*ACTION ITEM:* In the listing below, find every line containing "NoApi" and copy it out.
-- Opening Marker --
//! Commit source seams
//!
//! The resolver is generic over these traits so tests can substitute
//! in-memory providers for the GitHub API and the local git history.

use std::future::Future;

use crate::error::Result;
use crate::types::{CommitRecord, PullRequestContext, RangeBounds};

/// Remote commit listing (the GitHub REST API in production)
pub trait CommitProvider {
    /// Full commit list of a pull request, oldest first, across all pages
    fn pull_request_commits<'a>(
        &'a self,
        pr: &'a PullRequestContext,
    ) -> impl Future<Output = Result<Vec<CommitRecord>>> + Send + 'a;

    /// Recent commits of the repository's default branch, newest first,
    /// limited to `max_pages` pages
    fn repository_commits<'a>(
        &'a self,
        owner: &'a str,
        repo: &'a str,
        max_pages: u32,
    ) -> impl Future<Output = Result<Vec<CommitRecord>>> + Send + 'a;
}

/// Version-control history between two boundary commits
pub trait HistoryProvider {
    /// One `Name <email>` line per commit in the range
    fn author_lines<'a>(
        &'a self,
        start: &'a str,
        end: &'a str,
        bounds: RangeBounds,
    ) -> impl Future<Output = Result<Vec<String>>> + Send + 'a;
}
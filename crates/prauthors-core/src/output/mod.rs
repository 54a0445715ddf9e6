//! Output formatting and environment export

pub mod json_format;
pub mod writer;

pub use writer::{EnvSink, GithubEnvFile, MemorySink, StdoutSink};

use crate::error::Result;
use crate::types::Resolution;

/// JSON array of `Name <email>` strings
pub const TARGET_AUTHORS: &str = "TARGET_AUTHORS";
/// Highest per-email commit count
pub const TARGET_COMMIT_COUNT: &str = "TARGET_COMMIT_COUNT";
/// Echo of the explicit start commit
pub const TARGET_START_COMMIT: &str = "TARGET_START_COMMIT";
/// Echo of the explicit end commit
pub const TARGET_END_COMMIT: &str = "TARGET_END_COMMIT";
/// Echo of the explicit working copy path
pub const TARGET_REPO_PATH: &str = "TARGET_REPO_PATH";

/// Export a resolution through `sink`.
///
/// Skipped resolutions export nothing. Returns the number of variables
/// written.
pub fn export_resolution<S: EnvSink + ?Sized>(
    resolution: &Resolution,
    sink: &mut S,
) -> Result<usize> {
    let Resolution::Resolved { authors, range } = resolution else {
        return Ok(0);
    };

    let mut written = 0;
    if let Some(range) = range {
        sink.export(TARGET_START_COMMIT, &range.start_commit)?;
        sink.export(TARGET_END_COMMIT, &range.end_commit)?;
        written += 2;
        if let Some(path) = &range.repo_path {
            sink.export(TARGET_REPO_PATH, path)?;
            written += 1;
        }
    }

    let authors_json = json_format::format_json_array(&authors.authors);
    tracing::info!("Setting {} = {}", TARGET_AUTHORS, authors_json);
    tracing::info!("Setting {} = {}", TARGET_COMMIT_COUNT, authors.max_commit_count);

    sink.export(TARGET_AUTHORS, &authors_json)?;
    sink.export(TARGET_COMMIT_COUNT, &authors.max_commit_count.to_string())?;
    Ok(written + 2)
}
#[cfg(target_env = "musl")]
#[global_allocator]
static GLOBAL: mimalloc::MiMalloc = mimalloc::MiMalloc;

use clap::Parser;
use prauthors_core::context::{RunContext, RunEnvironment};
use prauthors_core::git::GitHistory;
use prauthors_core::http::GitHubApiClient;
use prauthors_core::output::json_format::parse_login_list;
use prauthors_core::output::{export_resolution, EnvSink, GithubEnvFile, StdoutSink};
use prauthors_core::{
    ApiFailurePolicy, AuthorResolver, InputConfig, MemorySink, RangeBounds, Resolution,
};
use std::borrow::Cow;
use std::io::Write;
use std::process::ExitCode;
use tracing_subscriber::EnvFilter;

#[derive(Parser)]
#[command(
    name = "prauthors",
    version,
    about = "Resolve pull-request commit authors for downstream workflow steps"
)]
struct Cli {
    #[command(subcommand)]
    command: Commands,
}

#[derive(clap::Subcommand)]
enum Commands {
    /// Resolve authors and export TARGET_AUTHORS / TARGET_COMMIT_COUNT
    Resolve(ResolveArgs),
}

#[derive(clap::Args)]
struct ResolveArgs {
    /// First commit of an explicit range (requires --end-commit)
    #[arg(long, env = "start_commit")]
    start_commit: Option<String>,

    /// Last commit of an explicit range (requires --start-commit)
    #[arg(long, env = "end_commit")]
    end_commit: Option<String>,

    /// Working copy for history queries (default: current directory)
    #[arg(long, env = "repo_path")]
    repo_path: Option<String>,

    /// Range inclusion: start-inclusive or end-inclusive
    #[arg(long, env = "PRAUTHORS_RANGE_BOUNDS", default_value = "start-inclusive")]
    range_bounds: String,

    /// Assignee logins, as a JSON array or comma-separated
    #[arg(long, env = "assignees")]
    assignees: Option<String>,

    /// On PR fetch failure: terminate or repository-fallback
    #[arg(long, env = "PRAUTHORS_API_FAILURE", default_value = "terminate")]
    api_failure: String,

    /// List repository commits when there is no pull request context
    #[arg(long, env = "PRAUTHORS_REPOSITORY_FALLBACK")]
    repository_fallback: bool,

    /// Page limit for repository commit listings (100 commits per page)
    #[arg(long, env = "PRAUTHORS_MAX_REPOSITORY_PAGES", default_value_t = 1)]
    max_repository_pages: u32,

    /// GitHub token for API access
    #[arg(long, env = "GITHUB_TOKEN", hide_env_values = true)]
    token: Option<String>,

    /// GitHub API base URL
    #[arg(long, env = "GITHUB_API_URL", default_value = "https://api.github.com")]
    api_url: String,

    /// Repository in owner/repo form
    #[arg(long, env = "GITHUB_REPOSITORY")]
    repository: Option<String>,

    /// Path to the webhook event payload
    #[arg(long, env = "GITHUB_EVENT_PATH")]
    event_path: Option<String>,

    /// Git ref of the run (refs/pull/<n>/merge for pull requests)
    #[arg(long, env = "GITHUB_REF")]
    github_ref: Option<String>,

    /// Output format: gha, json, text (default: auto-detect)
    #[arg(long, env = "PRAUTHORS_OUTPUT_FORMAT")]
    output_format: Option<String>,
}

/// Output format for the CLI
enum OutputFormat {
    /// GitHub Actions: append to $GITHUB_ENV + summary to stdout
    Gha,
    /// Full JSON to stdout
    Json,
    /// Human-readable text to stdout
    Text,
}

impl OutputFormat {
    fn detect(explicit: Option<&str>) -> Self {
        match explicit {
            Some("gha") => OutputFormat::Gha,
            Some("json") => OutputFormat::Json,
            Some("text") => OutputFormat::Text,
            _ => {
                if std::env::var("GITHUB_ACTIONS").is_ok() {
                    OutputFormat::Gha
                } else {
                    OutputFormat::Text
                }
            }
        }
    }
}

fn main() -> ExitCode {
    let filter = EnvFilter::try_from_env("PRAUTHORS_LOG").unwrap_or_else(|_| EnvFilter::new("info"));
    tracing_subscriber::fmt()
        .with_env_filter(filter)
        .with_target(false)
        .without_time()
        .with_writer(std::io::stderr)
        .init();

    let cli = Cli::parse();
    match cli.command {
        Commands::Resolve(args) => run_resolve(args),
    }
}

/// Filter empty string from Option (env vars may produce "" for empty values)
fn clean_opt(v: &Option<String>) -> Option<&str> {
    v.as_deref().map(str::trim).filter(|s| !s.is_empty())
}

fn run_resolve(args: ResolveArgs) -> ExitCode {
    let output_format = OutputFormat::detect(clean_opt(&args.output_format));

    // Clean env var inputs (GHA sets empty strings for unset optional inputs)
    let start_commit = clean_opt(&args.start_commit);
    let end_commit = clean_opt(&args.end_commit);
    let repo_path = clean_opt(&args.repo_path);
    let token = clean_opt(&args.token).map(str::to_string);
    let assignees = clean_opt(&args.assignees).and_then(parse_login_list);

    if start_commit.is_some() != end_commit.is_some() {
        tracing::warn!("Both start_commit and end_commit are required; ignoring the range override");
    }

    let range_bounds = RangeBounds::parse(&args.range_bounds).unwrap_or_else(|| {
        tracing::warn!("Unknown range bounds {:?}, using start-inclusive", args.range_bounds);
        RangeBounds::default()
    });
    let api_failure = ApiFailurePolicy::parse(&args.api_failure).unwrap_or_else(|| {
        tracing::warn!("Unknown API failure policy {:?}, using terminate", args.api_failure);
        ApiFailurePolicy::default()
    });

    let rt = tokio::runtime::Builder::new_multi_thread()
        .enable_all()
        .build();
    let rt = match rt {
        Ok(rt) => rt,
        Err(e) => {
            eprintln!("Error: failed to create runtime: {e}");
            return ExitCode::FAILURE;
        }
    };

    let result = rt.block_on(async {
        let env = RunEnvironment {
            repository: clean_opt(&args.repository),
            event_path: clean_opt(&args.event_path),
            github_ref: clean_opt(&args.github_ref),
        };
        let context = RunContext::resolve(&env).await.unwrap_or_else(|e| {
            tracing::warn!("Ignoring run context: {}", e);
            RunContext::default()
        });

        let config = InputConfig {
            start_commit: start_commit.map(Cow::Borrowed),
            end_commit: end_commit.map(Cow::Borrowed),
            repo_path: repo_path.map(Cow::Borrowed),
            range_bounds,
            pull_request: context.pull_request,
            repository: context.repository,
            assignees: assignees.map(|v| v.into_iter().map(Cow::Owned).collect()),
            api_failure,
            repository_fallback: args.repository_fallback,
            max_repository_pages: args.max_repository_pages,
        };

        let api = GitHubApiClient::new(args.api_url.clone(), token);
        let history = GitHistory::new(repo_path.unwrap_or("."));

        AuthorResolver::new(&api, &history, &config).resolve().await
    });

    let resolution = match result {
        Ok(resolution) => resolution,
        Err(e) => {
            // Never fail the pipeline: absence of output means nothing to propagate
            tracing::error!("Author resolution failed: {}", e);
            return ExitCode::SUCCESS;
        }
    };

    match output_format {
        OutputFormat::Gha => write_gha_output(&resolution),
        OutputFormat::Json => write_json_output(&resolution),
        OutputFormat::Text => write_text_output(&resolution),
    }

    ExitCode::SUCCESS
}

/// Export through `sink`, logging instead of failing
fn export_to<S: EnvSink>(resolution: &Resolution, sink: &mut S) {
    if let Err(e) = export_resolution(resolution, sink) {
        tracing::error!("Failed to export variables: {}", e);
    }
}

/// Append variables to $GITHUB_ENV
fn write_gha_output(resolution: &Resolution) {
    match GithubEnvFile::from_env() {
        Some(mut sink) => export_to(resolution, &mut sink),
        None => {
            tracing::warn!("GITHUB_ENV not set, falling back to stdout");
            export_to(resolution, &mut StdoutSink::new());
        }
    }
}

/// Write full JSON output to stdout
fn write_json_output(resolution: &Resolution) {
    let mut sink = MemorySink::new();
    export_to(resolution, &mut sink);

    let variables: serde_json::Map<String, serde_json::Value> = sink
        .writes()
        .iter()
        .map(|(name, value)| (name.clone(), serde_json::Value::String(value.clone())))
        .collect();

    let output = match resolution {
        Resolution::Resolved { authors, .. } => serde_json::json!({
            "resolved": true,
            "authors": authors.authors,
            "commit_count": authors.max_commit_count,
            "variables": variables,
        }),
        Resolution::Skipped(reason) => serde_json::json!({
            "resolved": false,
            "reason": reason.as_str(),
            "variables": variables,
        }),
    };

    let stdout = std::io::stdout();
    let mut lock = stdout.lock();
    let _ = serde_json::to_writer(&mut lock, &output);
    let _ = writeln!(lock);
}

/// Write human-readable text to stdout
fn write_text_output(resolution: &Resolution) {
    let stdout = std::io::stdout();
    let mut w = stdout.lock();

    let _ = writeln!(w, "PR Author Resolution");
    let _ = writeln!(w, "====================");

    match resolution {
        Resolution::Resolved { authors, range } => {
            if let Some(range) = range {
                let _ = writeln!(w, "Range: {} .. {}", range.start_commit, range.end_commit);
                if let Some(path) = &range.repo_path {
                    let _ = writeln!(w, "Repository: {path}");
                }
            }
            let _ = writeln!(w, "Authors ({}):", authors.authors.len());
            for author in &authors.authors {
                let _ = writeln!(w, "  {author}");
            }
            let _ = writeln!(w, "Highest commit count: {}", authors.max_commit_count);
        }
        Resolution::Skipped(reason) => {
            let _ = writeln!(w, "Nothing to export ({})", reason.as_str());
        }
    }
}
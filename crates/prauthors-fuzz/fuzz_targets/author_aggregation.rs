#![no_main]
use libfuzzer_sys::fuzz_target;
use prauthors_core::git::log_line::parse_author_line;
use prauthors_core::output::json_format::format_json_array;
use prauthors_core::{AuthorAggregator, CommitRecord};

fuzz_target!(|data: &[u8]| {
    let Ok(s) = std::str::from_utf8(data) else {
        return;
    };

    // Each line is an author line, optionally prefixed with "login:"
    let records: Vec<CommitRecord> = s
        .lines()
        .filter_map(|line| match line.split_once(':') {
            Some((login, rest)) => parse_author_line(rest).map(|r| r.with_login(login)),
            None => parse_author_line(line),
        })
        .collect();

    let aggregator = AuthorAggregator::from_records(&records);
    let distinct = aggregator.len();
    let result = aggregator.finish();
    assert_eq!(result.authors.len(), distinct);
    assert!(result.max_commit_count as usize <= records.len());

    let json = format_json_array(&result.authors);
    assert!(json.starts_with('[') && json.ends_with(']'));
});
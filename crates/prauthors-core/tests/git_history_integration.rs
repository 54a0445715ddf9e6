//! Integration tests for history queries against real repositories
//!
//! Repositories are created with the `git` binary in temporary directories.

use prauthors_core::git::GitHistory;
use prauthors_core::output::{TARGET_AUTHORS, TARGET_COMMIT_COUNT, TARGET_REPO_PATH};
use prauthors_core::traits::{CommitProvider, HistoryProvider};
use prauthors_core::types::SkipReason;
use prauthors_core::{
    AuthorResolver, CommitRecord, InputConfig, MemorySink, PullRequestContext, RangeBounds,
    Resolution, Result,
};
use std::borrow::Cow;
use std::future::Future;
use std::path::{Path, PathBuf};
use tempfile::TempDir;

/// Commit provider that must never be reached
struct NoApi;

fn unreachable_api(what: &str) -> std::future::Ready<Result<Vec<CommitRecord>>> {
    panic!("{} API must not be called for an explicit range", what)
}

impl CommitProvider for NoApi {
    fn pull_request_commits<'a>(
        &'a self,
        _pr: &'a PullRequestContext,
    ) -> impl Future<Output = Result<Vec<CommitRecord>>> + Send + 'a {
        unreachable_api("pull request")
    }

    fn repository_commits<'a>(
        &'a self,
        _owner: &'a str,
        _repo: &'a str,
        _max_pages: u32,
    ) -> impl Future<Output = Result<Vec<CommitRecord>>> + Send + 'a {
        unreachable_api("repository")
    }
}

fn git(repo_path: &Path, args: &[&str]) -> String {
    let output = std::process::Command::new("git")
        .args(args)
        .current_dir(repo_path)
        .output()
        .unwrap();
    assert!(
        output.status.success(),
        "git {:?} failed: {}",
        args,
        String::from_utf8_lossy(&output.stderr)
    );
    String::from_utf8(output.stdout).unwrap().trim().to_string()
}

fn create_test_repo() -> (TempDir, PathBuf) {
    let dir = TempDir::new().unwrap();
    let repo_path = dir.path().to_path_buf();

    git(&repo_path, &["init"]);
    git(&repo_path, &["config", "user.name", "Test User"]);
    git(&repo_path, &["config", "user.email", "test@example.com"]);

    (dir, repo_path)
}

fn commit_as(repo_path: &Path, author: &str, message: &str) -> String {
    git(
        repo_path,
        &["commit", "--allow-empty", "-m", message, "--author", author],
    );
    git(repo_path, &["rev-parse", "HEAD"])
}

/// root(Test) -> c1(Alice) -> c2(Bob) -> c3(Alice) -> c4(Carol)
fn linear_history() -> (TempDir, PathBuf, Vec<String>) {
    let (dir, path) = create_test_repo();
    let shas = vec![
        commit_as(&path, "Test User <test@example.com>", "root"),
        commit_as(&path, "Alice <a@x.com>", "one"),
        commit_as(&path, "Bob <b@y.com>", "two"),
        commit_as(&path, "Alice <a@x.com>", "three"),
        commit_as(&path, "Carol <c@z.com>", "four"),
    ];
    (dir, path, shas)
}

#[tokio::test]
async fn test_start_inclusive_range() {
    let (_dir, path, shas) = linear_history();
    let history = GitHistory::new(&path);

    let lines = history
        .author_lines(&shas[1], &shas[4], RangeBounds::StartInclusive)
        .await
        .unwrap();

    assert_eq!(lines, vec!["Alice <a@x.com>", "Bob <b@y.com>", "Alice <a@x.com>"]);
}

#[tokio::test]
async fn test_end_inclusive_range() {
    let (_dir, path, shas) = linear_history();
    let history = GitHistory::new(&path);

    let lines = history
        .author_lines(&shas[1], &shas[4], RangeBounds::EndInclusive)
        .await
        .unwrap();

    assert_eq!(lines, vec!["Bob <b@y.com>", "Alice <a@x.com>", "Carol <c@z.com>"]);
}

#[tokio::test]
async fn test_root_commit_as_start() {
    let (_dir, path, shas) = linear_history();
    let history = GitHistory::new(&path);

    let lines = history
        .author_lines(&shas[0], &shas[2], RangeBounds::StartInclusive)
        .await
        .unwrap();

    assert_eq!(lines, vec!["Test User <test@example.com>", "Alice <a@x.com>"]);
}

#[tokio::test]
async fn test_symbolic_refs_resolve() {
    let (_dir, path, _shas) = linear_history();
    let history = GitHistory::new(path.join("."));

    let lines = history
        .author_lines("HEAD~2", "HEAD", RangeBounds::EndInclusive)
        .await
        .unwrap();

    assert_eq!(lines, vec!["Alice <a@x.com>", "Carol <c@z.com>"]);
}

#[tokio::test]
async fn test_mailmap_is_applied() {
    let (_dir, path, shas) = linear_history();
    std::fs::write(path.join(".mailmap"), "Alice Liddell <a@x.com>\n").unwrap();
    git(&path, &["add", ".mailmap"]);
    git(&path, &["commit", "-m", "mailmap"]);
    let history = GitHistory::new(&path);

    let lines = history
        .author_lines(&shas[0], &shas[2], RangeBounds::EndInclusive)
        .await
        .unwrap();

    assert_eq!(lines, vec!["Alice Liddell <a@x.com>", "Bob <b@y.com>"]);
}

#[tokio::test]
async fn test_unknown_commit_is_unavailable() {
    let (_dir, path, shas) = linear_history();
    let history = GitHistory::new(&path);

    let err = history
        .author_lines("deadbeefdeadbeef", &shas[4], RangeBounds::StartInclusive)
        .await
        .unwrap_err();

    assert!(err.is_unavailable());
    assert!(err.message().contains("deadbeefdeadbeef"));
}

#[tokio::test]
async fn test_resolver_over_real_history() {
    let (_dir, path, shas) = linear_history();
    let history = GitHistory::new(&path);
    let path_str = path.to_string_lossy().to_string();
    let config = InputConfig {
        start_commit: Some(Cow::Borrowed(shas[1].as_str())),
        end_commit: Some(Cow::Borrowed(shas[4].as_str())),
        repo_path: Some(Cow::Borrowed(path_str.as_str())),
        ..Default::default()
    };
    let mut sink = MemorySink::new();

    AuthorResolver::new(&NoApi, &history, &config)
        .resolve_and_export(&mut sink)
        .await
        .unwrap();

    assert_eq!(
        sink.get(TARGET_AUTHORS),
        Some(r#"["Alice <a@x.com>","Bob <b@y.com>"]"#)
    );
    assert_eq!(sink.get(TARGET_COMMIT_COUNT), Some("2"));
    assert_eq!(sink.get(TARGET_REPO_PATH), Some(path_str.as_str()));
}

#[tokio::test]
async fn test_resolver_missing_repository() {
    let dir = TempDir::new().unwrap();
    let history = GitHistory::new(dir.path());
    let config = InputConfig {
        start_commit: Some(Cow::Borrowed("A")),
        end_commit: Some(Cow::Borrowed("B")),
        ..Default::default()
    };
    let mut sink = MemorySink::new();

    let resolution = AuthorResolver::new(&NoApi, &history, &config)
        .resolve_and_export(&mut sink)
        .await
        .unwrap();

    assert_eq!(resolution, Resolution::Skipped(SkipReason::SourceUnavailable));
    assert!(sink.is_empty());
}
-- Closing Marker --
*RESULT:*
struct NoApi;
impl CommitProvider for NoApi {
    AuthorResolver::new(&NoApi, &history, &config)
    let resolution = AuthorResolver::new(&NoApi, &history, &config)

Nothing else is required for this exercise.